Go through the entries below and give the number of lines that have the string "positions", and only that.
-----
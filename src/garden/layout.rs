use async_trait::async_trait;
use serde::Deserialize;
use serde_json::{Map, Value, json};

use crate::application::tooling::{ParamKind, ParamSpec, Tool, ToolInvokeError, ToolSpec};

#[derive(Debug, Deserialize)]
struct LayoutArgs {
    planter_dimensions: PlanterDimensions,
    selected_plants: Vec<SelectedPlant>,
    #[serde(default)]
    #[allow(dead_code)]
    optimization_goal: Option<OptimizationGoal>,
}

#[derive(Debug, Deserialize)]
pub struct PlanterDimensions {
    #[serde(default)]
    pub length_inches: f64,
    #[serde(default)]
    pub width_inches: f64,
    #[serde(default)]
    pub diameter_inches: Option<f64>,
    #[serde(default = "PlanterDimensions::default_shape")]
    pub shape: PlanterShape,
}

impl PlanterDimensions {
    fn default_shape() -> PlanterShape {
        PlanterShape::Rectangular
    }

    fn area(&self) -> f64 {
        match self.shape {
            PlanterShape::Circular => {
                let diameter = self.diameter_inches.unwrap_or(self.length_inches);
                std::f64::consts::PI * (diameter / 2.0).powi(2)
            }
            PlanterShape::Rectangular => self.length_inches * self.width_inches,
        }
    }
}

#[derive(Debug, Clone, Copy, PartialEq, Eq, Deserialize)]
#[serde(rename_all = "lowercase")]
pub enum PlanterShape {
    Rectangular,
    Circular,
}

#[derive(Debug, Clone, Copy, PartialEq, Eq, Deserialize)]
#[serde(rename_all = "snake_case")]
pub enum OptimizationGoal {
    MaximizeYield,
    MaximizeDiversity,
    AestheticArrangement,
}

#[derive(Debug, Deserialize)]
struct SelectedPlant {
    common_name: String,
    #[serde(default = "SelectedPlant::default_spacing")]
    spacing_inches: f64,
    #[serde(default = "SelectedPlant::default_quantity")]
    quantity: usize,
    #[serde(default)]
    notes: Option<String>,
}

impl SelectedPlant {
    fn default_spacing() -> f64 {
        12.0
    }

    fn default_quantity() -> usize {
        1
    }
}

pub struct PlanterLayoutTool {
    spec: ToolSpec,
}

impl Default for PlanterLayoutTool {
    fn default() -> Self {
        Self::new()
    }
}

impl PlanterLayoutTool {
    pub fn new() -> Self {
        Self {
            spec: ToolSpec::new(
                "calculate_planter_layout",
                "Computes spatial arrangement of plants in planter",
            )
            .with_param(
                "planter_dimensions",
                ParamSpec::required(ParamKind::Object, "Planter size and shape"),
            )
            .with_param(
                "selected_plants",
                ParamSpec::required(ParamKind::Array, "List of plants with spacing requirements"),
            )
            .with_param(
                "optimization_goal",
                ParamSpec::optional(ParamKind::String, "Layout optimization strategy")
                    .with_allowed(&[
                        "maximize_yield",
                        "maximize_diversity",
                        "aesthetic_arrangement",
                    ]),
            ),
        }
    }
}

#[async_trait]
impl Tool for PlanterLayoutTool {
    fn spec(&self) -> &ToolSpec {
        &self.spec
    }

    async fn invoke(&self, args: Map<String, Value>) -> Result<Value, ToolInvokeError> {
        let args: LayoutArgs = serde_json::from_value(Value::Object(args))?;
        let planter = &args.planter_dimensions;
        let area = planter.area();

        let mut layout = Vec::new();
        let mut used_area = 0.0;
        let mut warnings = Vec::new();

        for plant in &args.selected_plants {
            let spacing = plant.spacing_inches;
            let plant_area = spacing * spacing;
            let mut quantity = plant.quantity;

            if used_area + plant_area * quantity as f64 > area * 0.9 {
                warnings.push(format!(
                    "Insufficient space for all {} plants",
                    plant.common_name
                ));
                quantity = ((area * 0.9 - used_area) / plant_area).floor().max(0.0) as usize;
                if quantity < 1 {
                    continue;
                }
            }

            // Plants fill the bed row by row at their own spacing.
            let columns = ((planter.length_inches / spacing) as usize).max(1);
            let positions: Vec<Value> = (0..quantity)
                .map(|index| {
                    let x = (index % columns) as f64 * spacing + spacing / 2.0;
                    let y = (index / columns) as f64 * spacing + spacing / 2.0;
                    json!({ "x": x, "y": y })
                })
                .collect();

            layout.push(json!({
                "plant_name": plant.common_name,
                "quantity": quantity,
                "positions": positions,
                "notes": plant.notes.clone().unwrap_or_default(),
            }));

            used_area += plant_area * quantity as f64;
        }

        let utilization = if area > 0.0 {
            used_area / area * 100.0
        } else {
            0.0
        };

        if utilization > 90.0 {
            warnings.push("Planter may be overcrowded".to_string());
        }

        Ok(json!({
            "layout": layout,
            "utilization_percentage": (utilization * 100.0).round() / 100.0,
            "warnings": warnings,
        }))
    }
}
-----
(ANSWER AREA)
2